“Ease up on the executive actions, Joe,” The New York Times urged recently inaugurated President Biden. While supportive of the president’s broadly progressive agenda, the newspaper’s editorial board found his flurry of executive orders and other unilateral actions both troubling and vulnerable to easy reversal by future presidents. “This is no way to make law,” the Times added.
Unfortunately, creeping rule-by-decree has become common for presidents, and Biden’s impatience with the normal frustrations of the legislative process builds on the conduct of his predecessors. While partisans tend to pick sides on executive power depending on who holds the White House, the devolution of the presidency into something resembling elective monarchy should worry everybody.
Not that executive orders are supposed to be royal decrees. At their root, they are nothing more than the authority of leaders to set rules for their organizations.
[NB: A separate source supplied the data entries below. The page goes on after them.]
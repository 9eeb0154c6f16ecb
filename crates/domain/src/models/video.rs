//! Video-source distribution and per-video analytics.

use serde::{Deserialize, Serialize};

/// Counts of merchant videos by ingestion source.
#[derive(Debug, Clone, Copy, PartialEq, Eq, Serialize, Deserialize)]
pub struct VideoSourceMetrics {
    pub tiktok: u64,
    pub instagram: u64,
    pub upload: u64,
    pub total: u64,
}

impl VideoSourceMetrics {
    /// Total derived as the sum of the parts.
    pub fn from_counts(tiktok: u64, instagram: u64, upload: u64) -> Self {
        Self {
            tiktok,
            instagram,
            upload,
            total: tiktok + instagram + upload,
        }
    }

    /// An explicit upstream total wins over the derived sum.
    pub fn with_total(tiktok: u64, instagram: u64, upload: u64, total: u64) -> Self {
        Self {
            tiktok,
            instagram,
            upload,
            total,
        }
    }
}

/// One ranked entry in the top-videos table.
///
/// `engagement` is the video's likes + shares as a percentage of the
/// scope-wide total views, so entries are comparable across the table.
#[derive(Debug, Clone, PartialEq, Serialize, Deserialize)]
#[serde(rename_all = "camelCase")]
pub struct VideoAnalytics {
    pub video_id: String,
    pub title: String,
    pub views: u64,
    pub likes: u64,
    pub shares: u64,
    pub engagement: f64,
    #[serde(default, skip_serializing_if = "Option::is_none")]
    pub thumbnail: Option<String>,
}
use std::collections::BTreeMap;

use crate::{
    error::{AppError, AppResult},
    models::{QuizAnswer, TasteProfile, PRIORITY_ORDER},
};

/// Number of questions in the quiz
pub const QUIZ_LEN: usize = 5;

/// Scores an answer sheet into a taste profile
///
/// Pure and deterministic: no I/O, no shared state. Every category appears
/// in the returned maps even with zero votes so the client can render a full
/// breakdown. Ties on the top score resolve to the earliest category in
/// `PRIORITY_ORDER`; a winner always exists.
pub fn classify(answers: &[QuizAnswer]) -> AppResult<TasteProfile> {
    if answers.len() != QUIZ_LEN {
        return Err(AppError::InvalidInput(format!(
            "Expected exactly {} answers, got {}",
            QUIZ_LEN,
            answers.len()
        )));
    }

    let mut scores: BTreeMap<_, u32> = PRIORITY_ORDER.iter().map(|c| (*c, 0)).collect();
    let mut evidence: BTreeMap<_, Vec<usize>> =
        PRIORITY_ORDER.iter().map(|c| (*c, Vec::new())).collect();

    for (index, answer) in answers.iter().enumerate() {
        let category = answer.category();
        *scores.entry(category).or_insert(0) += 1;
        evidence.entry(category).or_default().push(index + 1);
    }

    let max_score = scores.values().copied().max().unwrap_or(0);

    // The priority scan is the tie-break, not an error path: PRIORITY_ORDER
    // is total over the categories, so the scan always finds the winner.
    let winner = PRIORITY_ORDER
        .iter()
        .copied()
        .find(|category| scores.get(category) == Some(&max_score))
        .ok_or_else(|| {
            AppError::Internal("Priority order does not cover all categories".to_string())
        })?;

    Ok(TasteProfile {
        winner,
        scores,
        evidence,
    })
}
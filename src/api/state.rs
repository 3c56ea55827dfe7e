use std::collections::HashMap;
use std::sync::Arc;

use tokio::sync::RwLock;
use uuid::Uuid;

use crate::config::Config;
use crate::models::SessionRecord;
use crate::services::providers::{CompletionProvider, MovieCatalog};

/// Shared application state
///
/// Providers are injected behind trait objects so endpoint tests can mount
/// the router over stubs. The session map is the only mutable state and
/// belongs to this layer alone; the scoring and aggregation services never
/// see it.
#[derive(Clone)]
pub struct AppState {
    pub config: Config,
    pub catalog: Arc<dyn MovieCatalog>,
    pub completions: Arc<dyn CompletionProvider>,
    pub sessions: Arc<RwLock<HashMap<Uuid, SessionRecord>>>,
}

impl AppState {
    pub fn new(
        config: Config,
        catalog: Arc<dyn MovieCatalog>,
        completions: Arc<dyn CompletionProvider>,
    ) -> Self {
        Self {
            config,
            catalog,
            completions,
            sessions: Arc::new(RwLock::new(HashMap::new())),
        }
    }
}
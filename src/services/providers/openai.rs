/// OpenAI-compatible completion provider
///
/// The planner needs exactly one shape of call: a fixed system instruction
/// plus one user message, answered with plain text. This adapter speaks the
/// chat-completions wire format so any compatible endpoint can back it.
use std::time::Duration;

use reqwest::Client as HttpClient;
use serde::{Deserialize, Serialize};

use crate::{
    error::{AppError, AppResult},
    services::providers::CompletionProvider,
};

const REQUEST_TIMEOUT: Duration = Duration::from_secs(15);
const CONNECT_TIMEOUT: Duration = Duration::from_secs(10);

#[derive(Clone)]
pub struct OpenAiCompletions {
    http_client: HttpClient,
    api_key: Option<String>,
    api_url: String,
}

#[derive(Debug, Serialize)]
struct ChatRequest<'a> {
    model: &'a str,
    messages: Vec<ChatMessage<'a>>,
}

#[derive(Debug, Serialize)]
struct ChatMessage<'a> {
    role: &'static str,
    content: &'a str,
}

#[derive(Debug, Deserialize)]
struct ChatResponse {
    #[serde(default)]
    choices: Vec<Choice>,
}

#[derive(Debug, Deserialize)]
struct Choice {
    message: ResponseMessage,
}

#[derive(Debug, Deserialize)]
struct ResponseMessage {
    #[serde(default)]
    content: Option<String>,
}

impl OpenAiCompletions {
    pub fn new(api_key: Option<String>, api_url: String) -> Self {
        Self {
            http_client: HttpClient::builder()
                .timeout(REQUEST_TIMEOUT)
                .connect_timeout(CONNECT_TIMEOUT)
                .build()
                .unwrap_or_else(|_| HttpClient::new()),
            api_key,
            api_url,
        }
    }

    /// Credential precondition, checked before any network attempt
    fn api_key(&self) -> AppResult<&str> {
        self.api_key
            .as_deref()
            .filter(|key| !key.trim().is_empty())
            .ok_or_else(|| {
                AppError::MissingCredential("No completion API key configured".to_string())
            })
    }
}

#[async_trait::async_trait]
impl CompletionProvider for OpenAiCompletions {
    async fn complete(&self, model: &str, system: &str, user: &str) -> AppResult<String> {
        let api_key = self.api_key()?;

        let request = ChatRequest {
            model,
            messages: vec![
                ChatMessage {
                    role: "system",
                    content: system,
                },
                ChatMessage {
                    role: "user",
                    content: user,
                },
            ],
        };

        let url = format!("{}/chat/completions", self.api_url);

        let response = self
            .http_client
            .post(&url)
            .bearer_auth(api_key)
            .json(&request)
            .send()
            .await?;

        if !response.status().is_success() {
            let status = response.status();
            let body = response.text().await.unwrap_or_default();
            return Err(AppError::Upstream(format!(
                "Completion API returned status {}: {}",
                status, body
            )));
        }

        let chat: ChatResponse = response.json().await?;

        let text = chat
            .choices
            .into_iter()
            .next()
            .and_then(|choice| choice.message.content)
            .unwrap_or_default();

        tracing::debug!(
            model = %model,
            response_chars = text.len(),
            provider = "openai",
            "Completion received"
        );

        Ok(text)
    }
}
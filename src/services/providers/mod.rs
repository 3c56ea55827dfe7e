/// External provider abstractions
///
/// Both outbound integrations sit behind traits so the aggregation and
/// planning logic can be exercised against mocks: a paginated movie catalog
/// (TMDB) and a chat-completion endpoint (any OpenAI-compatible API).
use crate::{
    error::AppResult,
    models::{CatalogMovie, MovieDetails},
};

#[cfg(test)]
use mockall::automock;

pub mod openai;
pub mod tmdb;

pub use openai::OpenAiCompletions;
pub use tmdb::TmdbCatalog;

/// Paginated movie catalog
///
/// `discover_page` mirrors the provider's discovery endpoint for a single
/// genre code: popularity-descending, adult content excluded, 1-based page
/// numbers, page order preserved verbatim. An empty page means the genre
/// has no further results upstream.
#[cfg_attr(test, automock)]
#[async_trait::async_trait]
pub trait MovieCatalog: Send + Sync {
    async fn discover_page(
        &self,
        locale: &str,
        region: &str,
        genre_id: u32,
        page: u32,
    ) -> AppResult<Vec<CatalogMovie>>;

    /// Localized detail lookup with appended videos, used to enrich
    /// already-picked recommendations.
    async fn movie_details(&self, locale: &str, movie_id: u64) -> AppResult<MovieDetails>;
}

/// Chat-completion provider for the planner
#[cfg_attr(test, automock)]
#[async_trait::async_trait]
pub trait CompletionProvider: Send + Sync {
    /// Sends one system+user prompt pair and returns the raw completion text
    async fn complete(&self, model: &str, system: &str, user: &str) -> AppResult<String>;
}
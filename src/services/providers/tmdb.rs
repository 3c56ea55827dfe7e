/// TMDB catalog provider
///
/// Thin adapter over TMDB's paginated /discover/movie endpoint and the
/// /movie/{id} detail endpoint. Pages are returned verbatim in provider
/// order; all aggregation policy (dedup, poster filter, fallback locale)
/// lives in the caller.
use std::time::Duration;

use reqwest::Client as HttpClient;

use crate::{
    cached,
    db::{Cache, CacheKey},
    error::{AppError, AppResult},
    models::{CatalogMovie, DiscoverPage, MovieDetails},
    services::providers::MovieCatalog,
};

/// Discover pages drift slowly; half an hour keeps repeat quizzes cheap.
const DISCOVER_CACHE_TTL: u64 = 1800;
/// Detail payloads are close to immutable.
const DETAILS_CACHE_TTL: u64 = 21600; // 6 hours

const REQUEST_TIMEOUT: Duration = Duration::from_secs(15);
const CONNECT_TIMEOUT: Duration = Duration::from_secs(10);

#[derive(Clone)]
pub struct TmdbCatalog {
    http_client: HttpClient,
    api_key: Option<String>,
    api_url: String,
    /// Advisory page cache; `None` runs every call against the API
    cache: Option<Cache>,
}

impl TmdbCatalog {
    pub fn new(cache: Option<Cache>, api_key: Option<String>, api_url: String) -> Self {
        Self {
            http_client: HttpClient::builder()
                .timeout(REQUEST_TIMEOUT)
                .connect_timeout(CONNECT_TIMEOUT)
                .build()
                .unwrap_or_else(|_| HttpClient::new()),
            api_key,
            api_url,
            cache,
        }
    }

    /// Credential precondition, checked before any network attempt
    fn api_key(&self) -> AppResult<&str> {
        self.api_key
            .as_deref()
            .filter(|key| !key.trim().is_empty())
            .ok_or_else(|| {
                AppError::MissingCredential("No TMDB API key configured".to_string())
            })
    }
}

#[async_trait::async_trait]
impl MovieCatalog for TmdbCatalog {
    async fn discover_page(
        &self,
        locale: &str,
        region: &str,
        genre_id: u32,
        page: u32,
    ) -> AppResult<Vec<CatalogMovie>> {
        let api_key = self.api_key()?;

        let key = CacheKey::DiscoverPage {
            locale: locale.to_string(),
            region: region.to_string(),
            genre_id,
            page,
        };

        cached!(
            self.cache.as_ref(),
            key,
            DISCOVER_CACHE_TTL,
            async move {
                let url = format!("{}/discover/movie", self.api_url);
                let genre = genre_id.to_string();
                let page_number = page.to_string();

                let response = self
                    .http_client
                    .get(&url)
                    .query(&[
                        ("api_key", api_key),
                        ("language", locale),
                        ("region", region),
                        ("with_genres", genre.as_str()),
                        ("sort_by", "popularity.desc"),
                        ("include_adult", "false"),
                        ("page", page_number.as_str()),
                    ])
                    .send()
                    .await?;

                if !response.status().is_success() {
                    let status = response.status();
                    let body = response.text().await.unwrap_or_default();
                    return Err(AppError::Upstream(format!(
                        "TMDB discover returned status {}: {}",
                        status, body
                    )));
                }

                let discover: DiscoverPage = response.json().await?;

                tracing::debug!(
                    locale = %locale,
                    region = %region,
                    genre_id = genre_id,
                    page = page,
                    results = discover.results.len(),
                    provider = "tmdb",
                    "Discover page fetched"
                );

                Ok(discover.results)
            }
        )
    }

    async fn movie_details(&self, locale: &str, movie_id: u64) -> AppResult<MovieDetails> {
        let api_key = self.api_key()?;

        let key = CacheKey::MovieDetails {
            locale: locale.to_string(),
            movie_id,
        };

        cached!(
            self.cache.as_ref(),
            key,
            DETAILS_CACHE_TTL,
            async move {
                let url = format!("{}/movie/{}", self.api_url, movie_id);

                let response = self
                    .http_client
                    .get(&url)
                    .query(&[
                        ("api_key", api_key),
                        ("language", locale),
                        ("append_to_response", "videos,credits"),
                    ])
                    .send()
                    .await?;

                if !response.status().is_success() {
                    let status = response.status();
                    let body = response.text().await.unwrap_or_default();
                    return Err(AppError::Upstream(format!(
                        "TMDB details returned status {}: {}",
                        status, body
                    )));
                }

                let details: MovieDetails = response.json().await?;

                tracing::debug!(
                    movie_id = movie_id,
                    locale = %locale,
                    provider = "tmdb",
                    "Movie details fetched"
                );

                Ok(details)
            }
        )
    }
}

#[cfg(test)]
mod tests {
    use super::*;
    use wiremock::matchers::{method, path, query_param};
    use wiremock::{Mock, MockServer, ResponseTemplate};

    fn discover_body() -> serde_json::Value {
        serde_json::json!({
            "page": 1,
            "results": [
                {"id": 1, "title": "First", "vote_average": 8.1, "overview": "one", "poster_path": "/1.jpg"},
                {"id": 2, "title": "Second", "vote_average": 7.4, "overview": null, "poster_path": null}
            ],
            "total_pages": 3
        })
    }

    #[tokio::test]
    async fn test_discover_page_parses_results_in_order() {
        let server = MockServer::start().await;

        Mock::given(method("GET"))
            .and(path("/discover/movie"))
            .and(query_param("with_genres", "18"))
            .and(query_param("page", "1"))
            .and(query_param("language", "ko-KR"))
            .and(query_param("region", "KR"))
            .and(query_param("sort_by", "popularity.desc"))
            .and(query_param("include_adult", "false"))
            .respond_with(ResponseTemplate::new(200).set_body_json(discover_body()))
            .expect(1)
            .mount(&server)
            .await;

        let catalog = TmdbCatalog::new(None, Some("test-key".to_string()), server.uri());
        let movies = catalog.discover_page("ko-KR", "KR", 18, 1).await.unwrap();

        assert_eq!(movies.len(), 2);
        assert_eq!(movies[0].id, 1);
        assert_eq!(movies[1].id, 2);
        assert!(movies[0].has_poster());
        assert!(!movies[1].has_poster());
    }

    #[tokio::test]
    async fn test_discover_page_non_success_is_upstream_error() {
        let server = MockServer::start().await;

        Mock::given(method("GET"))
            .and(path("/discover/movie"))
            .respond_with(ResponseTemplate::new(500).set_body_string("boom"))
            .mount(&server)
            .await;

        let catalog = TmdbCatalog::new(None, Some("test-key".to_string()), server.uri());
        let result = catalog.discover_page("ko-KR", "KR", 18, 1).await;

        assert!(matches!(result, Err(AppError::Upstream(_))));
    }

    #[tokio::test]
    async fn test_discover_page_without_key_never_calls_network() {
        let server = MockServer::start().await;

        Mock::given(method("GET"))
            .respond_with(ResponseTemplate::new(200).set_body_json(discover_body()))
            .expect(0)
            .mount(&server)
            .await;

        let catalog = TmdbCatalog::new(None, None, server.uri());
        let result = catalog.discover_page("ko-KR", "KR", 18, 1).await;

        assert!(matches!(result, Err(AppError::MissingCredential(_))));
    }

    #[tokio::test]
    async fn test_blank_key_is_missing_credential() {
        let catalog = TmdbCatalog::new(None, Some("   ".to_string()), "http://unused".to_string());
        let result = catalog.movie_details("ko-KR", 603).await;

        assert!(matches!(result, Err(AppError::MissingCredential(_))));
    }

    #[tokio::test]
    async fn test_movie_details_appends_videos() {
        let server = MockServer::start().await;

        Mock::given(method("GET"))
            .and(path("/movie/603"))
            .and(query_param("append_to_response", "videos,credits"))
            .and(query_param("language", "en-US"))
            .respond_with(ResponseTemplate::new(200).set_body_json(serde_json::json!({
                "id": 603,
                "title": "The Matrix",
                "overview": "A hacker learns the truth.",
                "videos": {"results": [
                    {"key": "tr1", "site": "YouTube", "type": "Trailer"}
                ]},
                "credits": {"cast": [{"name": "Keanu Reeves"}]}
            })))
            .expect(1)
            .mount(&server)
            .await;

        let catalog = TmdbCatalog::new(None, Some("test-key".to_string()), server.uri());
        let details = catalog.movie_details("en-US", 603).await.unwrap();

        assert_eq!(details.id, 603);
        assert_eq!(details.trailer_key(), Some("tr1"));
        assert_eq!(details.top_cast(3), vec!["Keanu Reeves"]);
    }
}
“Presidents have historically utilized various written instruments to direct the executive branch and implement policy,” the Congressional Research Service noted in 2014. “These include executive orders, presidential memoranda, and presidential proclamations.”
“The substance of an executive order, including any requirements or prohibitions, may have the force and effect of law only if the presidential action is based on power vested in the President by the U.S. Constitution or delegated to the President by Congress,” the 2014 report added.
But the limits of such orders are fuzzy since there is no mention of them in the Constitution; they evolved as a matter of convenience and so have their powers.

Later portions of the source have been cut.